— RECORDS FOR PROCESSING —
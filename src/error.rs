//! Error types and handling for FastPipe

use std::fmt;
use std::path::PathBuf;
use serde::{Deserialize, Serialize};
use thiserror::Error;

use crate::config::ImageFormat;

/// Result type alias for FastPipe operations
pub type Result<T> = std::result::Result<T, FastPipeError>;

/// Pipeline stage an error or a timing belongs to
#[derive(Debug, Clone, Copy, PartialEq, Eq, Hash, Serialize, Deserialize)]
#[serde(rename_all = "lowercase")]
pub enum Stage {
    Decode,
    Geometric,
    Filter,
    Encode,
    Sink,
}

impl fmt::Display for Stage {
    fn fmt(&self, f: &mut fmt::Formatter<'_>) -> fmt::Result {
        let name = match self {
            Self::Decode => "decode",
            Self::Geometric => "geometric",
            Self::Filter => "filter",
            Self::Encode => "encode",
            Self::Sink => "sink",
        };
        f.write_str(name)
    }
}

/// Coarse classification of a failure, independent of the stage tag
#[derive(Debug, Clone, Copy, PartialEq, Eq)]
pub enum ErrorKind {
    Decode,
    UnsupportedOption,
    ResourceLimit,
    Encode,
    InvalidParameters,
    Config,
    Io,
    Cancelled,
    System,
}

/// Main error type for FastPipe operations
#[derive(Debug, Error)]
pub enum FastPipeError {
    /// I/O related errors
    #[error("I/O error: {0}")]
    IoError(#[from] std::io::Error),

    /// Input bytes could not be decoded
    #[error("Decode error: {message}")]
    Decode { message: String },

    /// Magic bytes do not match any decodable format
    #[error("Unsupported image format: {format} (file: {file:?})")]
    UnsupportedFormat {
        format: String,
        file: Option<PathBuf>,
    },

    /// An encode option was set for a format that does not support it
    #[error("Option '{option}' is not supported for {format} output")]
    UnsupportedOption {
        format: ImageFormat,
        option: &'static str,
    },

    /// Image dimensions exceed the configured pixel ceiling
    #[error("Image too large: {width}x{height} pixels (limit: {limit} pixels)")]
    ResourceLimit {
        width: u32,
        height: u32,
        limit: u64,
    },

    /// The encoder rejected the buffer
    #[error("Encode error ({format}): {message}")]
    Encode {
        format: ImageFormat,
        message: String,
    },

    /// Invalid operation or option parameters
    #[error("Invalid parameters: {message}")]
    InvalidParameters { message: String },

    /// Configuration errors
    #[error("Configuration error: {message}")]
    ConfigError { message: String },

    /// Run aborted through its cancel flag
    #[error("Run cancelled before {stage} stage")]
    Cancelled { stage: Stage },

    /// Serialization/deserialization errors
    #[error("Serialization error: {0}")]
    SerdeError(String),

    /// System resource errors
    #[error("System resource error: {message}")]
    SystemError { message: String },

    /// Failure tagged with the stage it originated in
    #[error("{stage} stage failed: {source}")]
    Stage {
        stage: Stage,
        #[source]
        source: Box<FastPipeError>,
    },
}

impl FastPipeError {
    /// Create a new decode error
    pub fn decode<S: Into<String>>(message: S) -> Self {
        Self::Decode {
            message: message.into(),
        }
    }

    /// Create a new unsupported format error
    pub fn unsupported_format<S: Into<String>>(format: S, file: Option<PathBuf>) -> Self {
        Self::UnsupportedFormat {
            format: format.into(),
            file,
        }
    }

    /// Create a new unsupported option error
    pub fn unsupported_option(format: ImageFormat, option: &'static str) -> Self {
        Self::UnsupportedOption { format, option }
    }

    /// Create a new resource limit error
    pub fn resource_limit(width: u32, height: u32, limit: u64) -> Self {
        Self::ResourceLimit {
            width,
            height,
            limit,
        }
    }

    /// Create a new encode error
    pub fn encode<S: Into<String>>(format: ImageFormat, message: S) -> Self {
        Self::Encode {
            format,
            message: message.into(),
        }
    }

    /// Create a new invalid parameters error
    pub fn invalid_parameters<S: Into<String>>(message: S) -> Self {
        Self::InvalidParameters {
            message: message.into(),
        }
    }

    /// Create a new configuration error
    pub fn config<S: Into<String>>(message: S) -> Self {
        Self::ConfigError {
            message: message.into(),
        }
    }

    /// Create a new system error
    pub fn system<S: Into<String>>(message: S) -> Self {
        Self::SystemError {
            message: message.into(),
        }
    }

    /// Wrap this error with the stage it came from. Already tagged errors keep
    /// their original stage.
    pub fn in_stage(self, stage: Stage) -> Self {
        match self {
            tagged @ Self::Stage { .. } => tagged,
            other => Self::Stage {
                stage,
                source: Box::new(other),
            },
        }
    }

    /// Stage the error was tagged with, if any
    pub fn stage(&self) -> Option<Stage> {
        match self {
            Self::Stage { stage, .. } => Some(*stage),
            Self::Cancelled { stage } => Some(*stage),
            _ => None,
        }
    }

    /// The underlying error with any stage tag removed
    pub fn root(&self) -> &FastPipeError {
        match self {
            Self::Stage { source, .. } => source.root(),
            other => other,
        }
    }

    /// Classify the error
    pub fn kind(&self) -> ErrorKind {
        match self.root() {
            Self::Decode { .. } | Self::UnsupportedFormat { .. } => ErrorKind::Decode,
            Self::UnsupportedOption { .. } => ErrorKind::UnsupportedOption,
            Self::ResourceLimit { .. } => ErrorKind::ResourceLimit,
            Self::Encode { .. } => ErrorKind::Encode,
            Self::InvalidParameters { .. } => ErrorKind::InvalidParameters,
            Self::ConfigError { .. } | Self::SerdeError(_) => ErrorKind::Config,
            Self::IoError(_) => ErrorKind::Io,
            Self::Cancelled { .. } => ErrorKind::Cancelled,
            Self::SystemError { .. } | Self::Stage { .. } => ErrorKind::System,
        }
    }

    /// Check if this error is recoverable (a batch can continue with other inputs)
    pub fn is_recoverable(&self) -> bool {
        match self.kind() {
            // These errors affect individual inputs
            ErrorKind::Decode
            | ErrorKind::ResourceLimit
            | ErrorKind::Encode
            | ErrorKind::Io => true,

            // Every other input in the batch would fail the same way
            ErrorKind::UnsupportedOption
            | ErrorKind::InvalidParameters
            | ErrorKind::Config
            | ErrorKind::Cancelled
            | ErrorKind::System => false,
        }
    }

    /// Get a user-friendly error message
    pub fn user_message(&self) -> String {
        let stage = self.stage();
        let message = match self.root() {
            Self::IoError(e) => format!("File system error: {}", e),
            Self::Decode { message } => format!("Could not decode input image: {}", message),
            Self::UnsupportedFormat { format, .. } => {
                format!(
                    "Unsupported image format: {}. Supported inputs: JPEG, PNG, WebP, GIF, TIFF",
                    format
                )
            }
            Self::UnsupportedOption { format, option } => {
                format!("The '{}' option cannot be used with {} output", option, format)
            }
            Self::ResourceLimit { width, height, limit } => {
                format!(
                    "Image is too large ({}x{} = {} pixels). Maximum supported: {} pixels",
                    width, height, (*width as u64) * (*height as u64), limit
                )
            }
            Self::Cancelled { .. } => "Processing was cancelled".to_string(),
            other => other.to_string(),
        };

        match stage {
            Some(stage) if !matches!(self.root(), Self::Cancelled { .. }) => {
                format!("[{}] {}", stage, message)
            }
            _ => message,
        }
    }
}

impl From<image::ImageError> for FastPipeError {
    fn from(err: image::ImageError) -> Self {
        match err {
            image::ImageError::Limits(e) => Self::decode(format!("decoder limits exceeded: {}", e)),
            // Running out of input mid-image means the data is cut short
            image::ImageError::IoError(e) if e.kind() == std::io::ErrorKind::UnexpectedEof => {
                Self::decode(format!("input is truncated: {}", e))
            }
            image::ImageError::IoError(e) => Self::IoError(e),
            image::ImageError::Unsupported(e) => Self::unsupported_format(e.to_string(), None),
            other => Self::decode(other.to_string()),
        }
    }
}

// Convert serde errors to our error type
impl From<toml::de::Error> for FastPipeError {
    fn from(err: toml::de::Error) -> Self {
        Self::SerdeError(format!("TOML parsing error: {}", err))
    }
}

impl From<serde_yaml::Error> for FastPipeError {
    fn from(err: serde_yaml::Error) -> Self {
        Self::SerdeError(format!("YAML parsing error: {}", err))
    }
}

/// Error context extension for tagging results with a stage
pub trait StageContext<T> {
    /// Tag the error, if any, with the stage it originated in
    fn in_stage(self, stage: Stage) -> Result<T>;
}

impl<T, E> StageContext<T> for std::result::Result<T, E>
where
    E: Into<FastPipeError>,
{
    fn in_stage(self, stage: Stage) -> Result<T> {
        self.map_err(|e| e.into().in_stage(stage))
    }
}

— DESCRIPTION OF THE TASK —
Find the lines above that contain the word "Create" and copy each one.

— RESPONSE —
    /// Create a new decode error
    /// Create a new unsupported format error
    /// Create a new unsupported option error
    /// Create a new resource limit error
    /// Create a new encode error
    /// Create a new invalid parameters error
    /// Create a new configuration error
    /// Create a new system error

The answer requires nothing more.